Keypad_I2C key_pad(makeKeymap(hexa_keys), rowPins, colPins, ROWS, COLS, I2C_PFC8574_ADDR); 

bool key_pressed = false;

void handleKeyPress() {
  key_pressed = true;
}

void setup() {
 // Init the I2C bus
  Wire.begin();
  // Init the Keypad library
  key_pad.begin();

  pinMode(KEY_PRESS_INT_PIN, INPUT_PULLUP);
  attachInterrupt(digitalPinToInterrupt(KEY_PRESS_INT_PIN), handleKeyPress, FALLING);
  for (int i=0; i<4; i++) {
    key_pad.pin_write(i, 0);
  }
  // End of Keypad init
}

void loop() {
  if (key_pressed) {
    // ROWS, 4 is bottom
    for (int i=4; i<8; i++) {
      if (!key_pad.pin_read(i)) {
        // Found row, go for column
        Serial.print("Row: ");
        Serial.println(i);
        for (int j=0; j<4;j++) {
          key_pad.pin_write(j, 1);
          if(key_pad.pin_read(i)) {
            // Found column
            Serial.print("Column: ");
            Serial.println(j);
          }
          key_pad.pin_write(j, 0); // Reset value
        }
      }
  }
  key_pressed = false;
}

Ignoring the lack of debouncing and code quality, this is obviously not so great since I'm effectively bypassing the library and I have to deal with key mapping myself once row / column has been found. Is there a way to utilize interrupts that I'm missing?

Cheers, Adrian

joeyoung commented 4 years ago

The Keypad library does not work using interrupts. It depends on being called repeatedly from loop( ) and debouncing key presses using the millis( ) timer. The PCF8574 interrupt output would be asserted every time any pin changes state--when the column pins are driven low during scanning--but then it will be cleared when the row pins are all read.
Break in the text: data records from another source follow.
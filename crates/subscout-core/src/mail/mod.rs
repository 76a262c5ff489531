//! Mailbox access
//!
//! [`MailSource`] is the boundary the ingestor works against: authenticate,
//! search, fetch raw bytes, close. [`ImapMailSource`] is the real
//! implementation; [`MockMailSource`] serves canned messages for tests and
//! offline runs.

mod imap;
mod mock;

pub use self::imap::{classify_login_error, ImapMailSource, DEFAULT_IMAP_HOST, DEFAULT_IMAP_PORT};
pub use self::mock::MockMailSource;

use async_trait::async_trait;

use crate::error::MailboxError;

/// A mailbox the ingestor can search and fetch from.
///
/// Implementations hold one connection; callers serialize access to it.
#[async_trait]
pub trait MailSource: Send {
    /// Log in; the three auth outcomes map to distinct `MailboxError` variants
    async fn authenticate(&mut self, address: &str, secret: &str) -> Result<(), MailboxError>;

    /// Run one IMAP-syntax search (`FROM "x"`, `SUBJECT "x"`, `BODY "x"`)
    async fn search(&mut self, query: &str) -> Result<Vec<String>, MailboxError>;

    /// Raw RFC 822 bytes of one message
    async fn fetch(&mut self, id: &str) -> Result<Vec<u8>, MailboxError>;

    /// Log out and drop the connection; a no-op when not connected
    async fn close(&mut self) -> Result<(), MailboxError>;
}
The key mapping is already done by Keypad, you don't need to find the row and column and then look up the key in keymap, getKey( ) returns the looked-up value.

I guess I would ask what you want an interrupt for? If it's to do something when ANY key is pressed, the library has that capability; in setup( ), add the statement keypad.addEventListener(keypadEvent); as illustrated in the EventKeypad examples.
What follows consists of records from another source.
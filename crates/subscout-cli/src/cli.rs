//! CLI argument definitions using clap
//!
//! This module contains all the clap structs and enums for parsing CLI arguments.
//! The actual command implementations are in the `commands` module.

use std::path::PathBuf;

use clap::{Args, Parser, Subcommand, ValueEnum};
use subscout_core::mail::{DEFAULT_IMAP_HOST, DEFAULT_IMAP_PORT};

/// Subscout - Find the subscriptions hiding in your bank alerts
#[derive(Parser)]
#[command(name = "subscout")]
#[command(about = "Subscription discovery from bank alert emails", long_about = None)]
#[command(version)]
pub struct Cli {
    /// Config file (defaults to ~/.config/subscout/config.toml when present)
    #[arg(long, global = true)]
    pub config: Option<PathBuf>,

    /// Enable verbose logging
    #[arg(short, long, global = true)]
    pub verbose: bool,

    #[command(subcommand)]
    pub command: Commands,
}

/// Mailbox connection settings
#[derive(Args, Debug, Clone)]
pub struct MailboxArgs {
    /// Mail account address
    #[arg(long, env = "MAIL_ADDRESS")]
    pub address: String,

    /// App password for the mail account
    #[arg(long, env = "MAIL_PASSWORD", hide_env_values = true)]
    pub password: String,

    /// IMAP server host
    #[arg(long, env = "IMAP_HOST", default_value = DEFAULT_IMAP_HOST)]
    pub host: String,

    /// IMAP server port (implicit TLS)
    #[arg(long, env = "IMAP_PORT", default_value_t = DEFAULT_IMAP_PORT)]
    pub port: u16,
}

#[derive(Subcommand)]
pub enum Commands {
    /// Scan the mailbox, classify alerts and detect subscriptions
    Scan {
        #[command(flatten)]
        mailbox: MailboxArgs,

        /// Maximum number of messages to process (overrides config)
        #[arg(short, long)]
        max: Option<usize>,

        /// Skip the inference service and classify heuristically
        #[arg(long)]
        offline: bool,

        /// Write classified transactions to this JSON file
        #[arg(short, long)]
        output: Option<PathBuf>,

        /// Print results as JSON
        #[arg(long)]
        json: bool,
    },

    /// Classify a single message
    Classify {
        /// Raw message file (.eml)
        #[arg(short, long, conflicts_with_all = ["subject", "body"])]
        file: Option<PathBuf>,

        /// Subject line (when not reading a file)
        #[arg(short, long)]
        subject: Option<String>,

        /// Message body (when not reading a file)
        #[arg(short, long)]
        body: Option<String>,

        /// Sender address, used to identify the bank
        #[arg(long)]
        from: Option<String>,

        /// Skip the inference service and classify heuristically
        #[arg(long)]
        offline: bool,

        /// Print the transaction as JSON
        #[arg(long)]
        json: bool,
    },

    /// Detect subscriptions in a transactions JSON file
    Detect {
        /// JSON array of transactions (as written by `scan --output`)
        #[arg(short, long)]
        file: PathBuf,

        /// Days ahead to list upcoming payments
        #[arg(long, default_value = "7")]
        upcoming: i64,

        /// Print results as JSON
        #[arg(long)]
        json: bool,
    },

    /// Export detected subscriptions as ledger records
    Export {
        /// JSON array of transactions (as written by `scan --output`)
        #[arg(short, long)]
        file: PathBuf,

        /// Output format
        #[arg(long, value_enum, default_value = "csv")]
        format: ExportFormat,

        /// Output file (defaults to stdout)
        #[arg(short, long)]
        output: Option<PathBuf>,
    },
}

#[derive(ValueEnum, Clone, Copy, Debug, PartialEq, Eq)]
pub enum ExportFormat {
    Csv,
    Json,
}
adrianbn commented 4 years ago

As far as I understand it keypad.addEventListener(keypadEvent) still requires constantly calling getKey() in the loop function. I'm trying to remove some of the things I do in the loop and increase the responsiveness of the keypad by getting an interrupt any time a key is pressed, then figure out which key was it.

The code I showed above does operate the keypad using interrupts, but it is using pin_read and pin_write directly to get the key being pressed instead of invoking getKey(). Even though interrupts are not supported by the Keypad library, I was curious if it was something Keypad_I2C would support since PCF8574 provides the necessary elements to do so.
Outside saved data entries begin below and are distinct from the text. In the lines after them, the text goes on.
#[cfg(test)]
mod tests {
    use super::*;

    fn classifier() -> HeuristicClassifier {
        HeuristicClassifier::new(
            AmountParser::default(),
            TrialPolicy::default(),
            Arc::new(CategoryColorRegistry::new()),
        )
    }

    fn input(subject: &str, body: &str) -> ClassificationInput {
        ClassificationInput {
            message_id: "1".into(),
            subject: subject.into(),
            body: body.into(),
            bank: "HDFC Bank".into(),
            date: None,
        }
    }

    #[test]
    fn test_netflix_trial_low_amount() {
        let tx = classifier().classify(&input("Netflix trial", "Amount: 5.00"));
        assert_eq!(tx.amount, Some(5.0));
        assert!(tx.is_trial);
        assert_eq!(tx.category, "Video Streaming");
        assert_eq!(tx.merchant, "Netflix");
        assert!(tx.is_subscription);
        assert_eq!(tx.subscription_type, Some(SubscriptionType::Streaming));
        assert_eq!(tx.source, ClassificationSource::Heuristic);
    }

    #[test]
    fn test_low_amount_forces_trial_without_keywords() {
        let tx = classifier().classify(&input("Payment alert", "Rs. 9.00 paid to Corner Shop"));
        assert!(tx.is_trial);
        assert!(TrialPolicy::is_low_amount_reason(tx.trial_reason.as_deref().unwrap()));
    }

    #[test]
    fn test_vendor_patterns() {
        assert_eq!(
            extract_vendor("Rs 450 paid to Zomato Ltd on 12-03-2024"),
            "Zomato Ltd"
        );
        assert_eq!(
            extract_vendor("Merchant: SPOTIFY INDIA, Amount: 119.00"),
            "SPOTIFY INDIA"
        );
        assert_eq!(
            extract_vendor("Your card was used at AMAZON RETAIL on 01-02"),
            "AMAZON RETAIL"
        );
        assert_eq!(extract_vendor("Nothing useful here"), UNKNOWN_VENDOR);
    }

    #[test]
    fn test_vendor_rejects_stopwords_and_short_names() {
        // "at your" is rejected, "at BigBasket" accepted
        assert_eq!(
            extract_vendor("Look at your statement. Spent at BigBasket on 3rd"),
            "BigBasket"
        );
        assert_eq!(extract_vendor("paid to ab"), UNKNOWN_VENDOR);
    }

    #[test]
    fn test_vendor_trailing_noise_removed() {
        assert_eq!(
            extract_vendor("Rs.199 debited for NETFLIX subscription."),
            "NETFLIX"
        );
    }

    #[test]
    fn test_category_most_matches_wins() {
        let (rule, count) = best_category("atm cash withdrawal of rs 2000").unwrap();
        assert_eq!(rule.name, "ATM Withdrawal");
        assert_eq!(count, 3);
    }

    #[test]
    fn test_category_tie_keeps_first_rule() {
        // one hit for Food Delivery ("zomato") and one for Transfer ("upi")
        let (rule, _) = best_category("upi payment to zomato").unwrap();
        assert_eq!(rule.name, "Food Delivery");
    }

    #[test]
    fn test_no_keywords_falls_back_to_vendor_then_other() {
        let c = classifier();
        let tx = c.classify(&input("Alert", "Rs 1200 paid to Star Health Insurance"));
        assert_eq!(tx.category, "Insurance");
        assert_eq!(tx.confidence, 25);

        let tx = c.classify(&input("Alert", "Rs 1200 paid to Ramesh Kumar"));
        assert_eq!(tx.category, OTHER_CATEGORY);
        assert_eq!(tx.confidence, 25);
    }

    #[test]
    fn test_confidence_scale_and_cap() {
        assert_eq!(confidence_for(0), 25);
        assert_eq!(confidence_for(1), 15);
        assert_eq!(confidence_for(3), 45);
        assert_eq!(confidence_for(9), MAX_HEURISTIC_CONFIDENCE);
    }

    #[test]
    fn test_billing_cycle_hint() {
        assert_eq!(
            billing_cycle_hint("your annual plan renewed"),
            Some(BillingCycle::Yearly)
        );
        assert_eq!(
            billing_cycle_hint("monthly subscription"),
            Some(BillingCycle::Monthly)
        );
        assert_eq!(billing_cycle_hint("one-off purchase"), None);
    }

    #[test]
    fn test_contains_word_boundaries() {
        assert!(contains_word("paid via upi.", "upi"));
        assert!(!contains_word("gossip column", "sip"));
        assert!(contains_word("netflix.com renewal", "netflix"));
        assert!(contains_word("amazon web services bill", "amazon web services"));
    }

    #[test]
    fn test_same_category_same_color() {
        let c = classifier();
        let a = c.classify(&input("Spotify", "Rs 119 paid to Spotify"));
        let b = c.classify(&input("Gaana", "Rs 99 paid to Gaana Music"));
        assert_eq!(a.category, b.category);
        assert_eq!(a.color, b.color);
    }
}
joeyoung commented 4 years ago

Yes, the EventListener does still require calling getKey, or getKeys.

I missed your intention to just use the port access functions. If you don't need Keypad's capabilities, take a look at my shrPort libraries: shrPort.

But, as your code shows, to use a matrix keypad, you still have to generate the interrupt by scanning the columns (or rows) and you'd want to incorporate some debouncing, both already included with Keypad. Still by thus stripping out features, you may make the code smaller and more responsive.

adrianbn commented 4 years ago

I'll be looking at shrPort, thanks! Closing this as answered!